As described previously, many of the symptoms of PAH are very non-specific. The symptoms may suggest a diagnosis of PAH or point your doctor toward it, but a diagnostic test must be performed to confirm the diagnosis. At this time, there is no specific blood test for pulmonary arterial hypertension, although blood tests may be obtained as described above as part of the standard evaluation for PAH.
The best screening test at this time is a non-invasive test called an echocardiogram ("cardiac ECHO"). This is a type of ultrasound imaging that provides a video picture of the heart while it is beating. From this, your doctors can assess the chambers of the heart for size and function, study the valves between the chambers, and calculate estimated pressures in the pulmonary arteries.
The echocardiogram is not perfect and can either overestimate or underestimate the actual level of the pulmonary pressures, depending on a number of different factors. While it is generally a very good test, correlating well with precise measurements of pulmonary pressures by cardiac catheterization, there are times when there may be discrepancies.

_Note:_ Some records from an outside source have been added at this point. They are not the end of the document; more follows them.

//! The production vendor client: plain HTTP signaling against the real-time
//! gateway. A session is created with the login token, notifications arrive
//! over a long-poll loop, call actions are POSTs keyed by call identifier,
//! and remote audio is pulled as a chunked PCM stream.

use crate::faxdesk::call::{CallId, CallState};
use crate::faxdesk::rtc::{
    first_str, CallUpdate, RtcClient, RtcConnector, RtcCredentials, RtcError, RtcEvent, RtcSession,
};

use std::collections::HashSet;
use std::time::Duration;

use async_trait::async_trait;
use bytes::Bytes;
use futures::StreamExt;
use serde::Serialize;
use serde_json::Value;
use tokio::select;
use tokio::sync::mpsc;
use tokio_stream::wrappers::ReceiverStream;
use tokio_util::sync::CancellationToken;

const EVENT_CHANNEL_SIZE: usize = 64;
const MEDIA_CHANNEL_SIZE: usize = 64;
/// The gateway holds idle long-poll requests itself; the pause only keeps an
/// eagerly answering server from spinning this client.
const POLL_PAUSE: Duration = Duration::from_millis(200);

pub struct GatewayConnector {
    http: reqwest::Client,
    base_url: String,
    log_notifications: bool,
}

impl GatewayConnector {
    pub fn new(base_url: impl Into<String>, log_notifications: bool) -> Self {
        let base_url = base_url.into().trim_end_matches('/').to_owned();
        Self {
            http: reqwest::Client::new(),
            base_url,
            log_notifications,
        }
    }
}

#[async_trait]
impl RtcConnector for GatewayConnector {
    async fn connect(&self, credentials: RtcCredentials) -> Result<RtcSession, RtcError> {
        #[derive(Serialize)]
        struct LoginRequest<'a> {
            login_token: &'a str,
            #[serde(skip_serializing_if = "<[String]>::is_empty")]
            ice_servers: &'a [String],
        }

        let response = self
            .http
            .post(format!("{}/sessions", self.base_url))
            .json(&LoginRequest {
                login_token: &credentials.login_token,
                ice_servers: &credentials.ice_servers,
            })
            .send()
            .await
            .map_err(transport)?;
        if !response.status().is_success() {
            return Err(RtcError::Rejected(format!(
                "session create returned {}",
                response.status()
            )));
        }
        let body: Value = response.json().await.map_err(transport)?;
        let session_id = first_str(&body, &["id", "session_id", "sessionId"])
            .ok_or_else(|| RtcError::Rejected("no session identifier in response".to_owned()))?;

        let (events_tx, events_rx) = mpsc::channel(EVENT_CHANNEL_SIZE);
        let cancel = CancellationToken::new();

        // The created session is the connection; readiness is immediate and
        // must precede anything the poll loop delivers. A later `ready`
        // notification from the gateway is harmless.
        let _ = events_tx.send(RtcEvent::Ready).await;

        tokio::spawn(poll_events(PollContext {
            http: self.http.clone(),
            events_url: format!("{}/sessions/{session_id}/events", self.base_url),
            events: events_tx,
            cancel: cancel.clone(),
            log_notifications: self.log_notifications,
        }));

        Ok(RtcSession {
            client: Box::new(GatewayClient {
                http: self.http.clone(),
                base_url: self.base_url.clone(),
                session_id,
                cancel,
                disconnected: false,
            }),
            events: events_rx,
        })
    }
}

pub struct GatewayClient {
    http: reqwest::Client,
    base_url: String,
    session_id: String,
    cancel: CancellationToken,
    disconnected: bool,
}

impl GatewayClient {
    fn call_url(&self, call_id: &CallId, action: &str) -> String {
        format!(
            "{}/sessions/{}/calls/{}/{action}",
            self.base_url, self.session_id, call_id
        )
    }

    async fn call_action(
        &self,
        call_id: &CallId,
        action: &str,
        body: Value,
    ) -> Result<(), RtcError> {
        if self.disconnected {
            return Err(RtcError::NotConnected);
        }
        let response = self
            .http
            .post(self.call_url(call_id, action))
            .json(&body)
            .send()
            .await
            .map_err(transport)?;
        if response.status().is_success() {
            Ok(())
        } else {
            Err(RtcError::Rejected(format!(
                "{action} returned {}",
                response.status()
            )))
        }
    }
}

#[async_trait]
impl RtcClient for GatewayClient {
    async fn answer(
        &mut self,
        call_id: &CallId,
        capture: mpsc::Receiver<Bytes>,
    ) -> Result<(), RtcError> {
        self.call_action(call_id, "answer", Value::Object(Default::default()))
            .await?;

        // Fire-and-forget capture upload; the call does not depend on it.
        let url = self.call_url(call_id, "media");
        let http = self.http.clone();
        let body = reqwest::Body::wrap_stream(
            ReceiverStream::new(capture).map(Ok::<Bytes, std::convert::Infallible>),
        );
        tokio::spawn(async move {
            if let Err(err) = http.post(url).body(body).send().await {
                log::warn!(err:%; "Capture upload ended.");
            }
        });
        Ok(())
    }

    async fn hangup(&mut self, call_id: &CallId) -> Result<(), RtcError> {
        self.call_action(call_id, "hangup", Value::Object(Default::default()))
            .await
    }

    async fn set_muted(&mut self, call_id: &CallId, muted: bool) -> Result<(), RtcError> {
        let action = if muted { "mute" } else { "unmute" };
        self.call_action(call_id, action, Value::Object(Default::default()))
            .await
    }

    async fn send_dtmf(&mut self, call_id: &CallId, digit: char) -> Result<(), RtcError> {
        self.call_action(call_id, "dtmf", serde_json::json!({ "digit": digit.to_string() }))
            .await
    }

    async fn disconnect(&mut self) -> Result<(), RtcError> {
        if self.disconnected {
            return Ok(());
        }
        self.disconnected = true;
        self.cancel.cancel();
        let url = format!("{}/sessions/{}", self.base_url, self.session_id);
        if let Err(err) = self.http.delete(url).send().await {
            log::debug!(err:%; "Session delete did not reach the gateway.");
        }
        Ok(())
    }
}

struct PollContext {
    http: reqwest::Client,
    events_url: String,
    events: mpsc::Sender<RtcEvent>,
    cancel: CancellationToken,
    log_notifications: bool,
}

async fn poll_events(ctx: PollContext) {
    let mut streamed: HashSet<String> = HashSet::new();
    loop {
        let response = select! {
            _ = ctx.cancel.cancelled() => break,
            response = ctx.http.get(&ctx.events_url).send() => response,
        };
        let response = match response {
            Ok(response) => response,
            Err(err) => {
                let _ = ctx.events.send(RtcEvent::Error(err.to_string())).await;
                let _ = ctx.events.send(RtcEvent::SocketClosed).await;
                break;
            }
        };
        if !response.status().is_success() {
            let _ = ctx.events.send(RtcEvent::SocketClosed).await;
            break;
        }
        match response.json::<Vec<Value>>().await {
            Ok(batch) => {
                for value in &batch {
                    dispatch(&ctx, value, &mut streamed).await;
                }
            }
            Err(err) => {
                log::warn!(err:%; "Discarding an unreadable notification batch.");
            }
        }

        select! {
            _ = ctx.cancel.cancelled() => break,
            _ = tokio::time::sleep(POLL_PAUSE) => (),
        }
    }
}

async fn dispatch(ctx: &PollContext, value: &Value, streamed: &mut HashSet<String>) {
    if ctx.log_notifications {
        log::debug!(payload:% = value; "Gateway notification.");
    }

    match value.get("type").and_then(Value::as_str) {
        Some("ready") => {
            let _ = ctx.events.send(RtcEvent::Ready).await;
            return;
        }
        Some("error") => {
            let message = first_str(value, &["message", "error"])
                .unwrap_or_else(|| "unspecified gateway error".to_owned());
            let _ = ctx.events.send(RtcEvent::Error(message)).await;
            return;
        }
        _ => (),
    }

    let Some(update) = CallUpdate::from_value(value) else {
        log::debug!("Ignoring a notification that is not a call update.");
        return;
    };

    let media = match (&update.media_url, update.state) {
        (Some(url), CallState::Active) if !streamed.contains(update.id.as_str()) => {
            streamed.insert(update.id.as_str().to_owned());
            Some((update.id.clone(), url.clone()))
        }
        _ => None,
    };

    let _ = ctx.events.send(RtcEvent::Call(update)).await;

    if let Some((call_id, url)) = media {
        let (frames_tx, frames_rx) = mpsc::channel(MEDIA_CHANNEL_SIZE);
        let _ = ctx
            .events
            .send(RtcEvent::RemoteStream {
                call_id,
                stream: frames_rx,
            })
            .await;
        tokio::spawn(stream_media(
            ctx.http.clone(),
            url,
            frames_tx,
            ctx.cancel.child_token(),
        ));
    }
}

async fn stream_media(
    http: reqwest::Client,
    url: String,
    frames: mpsc::Sender<Bytes>,
    cancel: CancellationToken,
) {
    let response = match http.get(&url).send().await {
        Ok(response) => response,
        Err(err) => {
            log::warn!(err:%, url:%; "Could not open the remote media stream.");
            return;
        }
    };
    let mut stream = response.bytes_stream();
    loop {
        select! {
            _ = cancel.cancelled() => break,
            chunk = stream.next() => match chunk {
                Some(Ok(bytes)) => {
                    if frames.send(bytes).await.is_err() {
                        break;
                    }
                }
                Some(Err(err)) => {
                    log::warn!(err:%; "Remote media stream failed.");
                    break;
                }
                None => break,
            },
        }
    }
}

fn transport(err: reqwest::Error) -> RtcError {
    RtcError::Transport(err.to_string())
}

#[cfg(test)]
mod tests {
    use super::*;
    use serde_json::json;
    use wiremock::matchers::{method, path};
    use wiremock::{Mock, MockServer, ResponseTemplate};

    #[tokio::test]
    async fn connect_creates_a_session_and_surfaces_notifications() {
        let server = MockServer::start().await;
        Mock::given(method("POST"))
            .and(path("/sessions"))
            .respond_with(ResponseTemplate::new(200).set_body_json(json!({ "id": "s-1" })))
            .mount(&server)
            .await;
        Mock::given(method("GET"))
            .and(path("/sessions/s-1/events"))
            .respond_with(ResponseTemplate::new(200).set_body_json(json!([
                { "call_id": "c-1", "state": "ringing", "direction": "inbound",
                  "caller_id_number": "+15550001111" }
            ])))
            .mount(&server)
            .await;
        Mock::given(method("DELETE"))
            .and(path("/sessions/s-1"))
            .respond_with(ResponseTemplate::new(204))
            .mount(&server)
            .await;

        let connector = GatewayConnector::new(server.uri(), false);
        let mut session = connector
            .connect(RtcCredentials {
                login_token: "tok".to_owned(),
                ice_servers: Vec::new(),
            })
            .await
            .unwrap();

        assert!(matches!(session.events.recv().await, Some(RtcEvent::Ready)));
        match session.events.recv().await {
            Some(RtcEvent::Call(update)) => {
                assert_eq!(update.id.as_str(), "c-1");
                assert_eq!(update.state, CallState::Ringing);
            }
            _ => panic!("expected a call update"),
        }

        session.client.disconnect().await.unwrap();
        // Idempotent teardown.
        session.client.disconnect().await.unwrap();
    }

    #[tokio::test]
    async fn a_rejected_login_is_an_error() {
        let server = MockServer::start().await;
        Mock::given(method("POST"))
            .and(path("/sessions"))
            .respond_with(ResponseTemplate::new(401))
            .mount(&server)
            .await;

        let connector = GatewayConnector::new(server.uri(), false);
        let result = connector
            .connect(RtcCredentials {
                login_token: "bad".to_owned(),
                ice_servers: Vec::new(),
            })
            .await;
        assert!(matches!(result, Err(RtcError::Rejected(_))));
    }

    #[tokio::test]
    async fn call_actions_hit_the_session_scoped_url() {
        let server = MockServer::start().await;
        Mock::given(method("POST"))
            .and(path("/sessions"))
            .respond_with(ResponseTemplate::new(200).set_body_json(json!({ "id": "s-2" })))
            .mount(&server)
            .await;
        Mock::given(method("GET"))
            .and(path("/sessions/s-2/events"))
            .respond_with(ResponseTemplate::new(200).set_body_json(json!([])))
            .mount(&server)
            .await;
        Mock::given(method("POST"))
            .and(path("/sessions/s-2/calls/c-9/hangup"))
            .respond_with(ResponseTemplate::new(200))
            .expect(1)
            .mount(&server)
            .await;

        let connector = GatewayConnector::new(server.uri(), false);
        let mut session = connector
            .connect(RtcCredentials {
                login_token: "tok".to_owned(),
                ice_servers: Vec::new(),
            })
            .await
            .unwrap();

        session.client.hangup(&CallId::new("c-9")).await.unwrap();
        session.client.disconnect().await.unwrap();
    }
}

Even though an echocardiogram is a very good diagnostic test, anyone who is going to start taking medicines for pulmonary hypertension should have their pulmonary hypertension documented with the most precise tests.
The only definitive test, or so-called "gold standard," is an invasive test called a cardiac or "right heart" catheterization. In this test a direct measurement of the pulmonary pressures is made and a quantitative assessment of the cardiac function can also be obtained.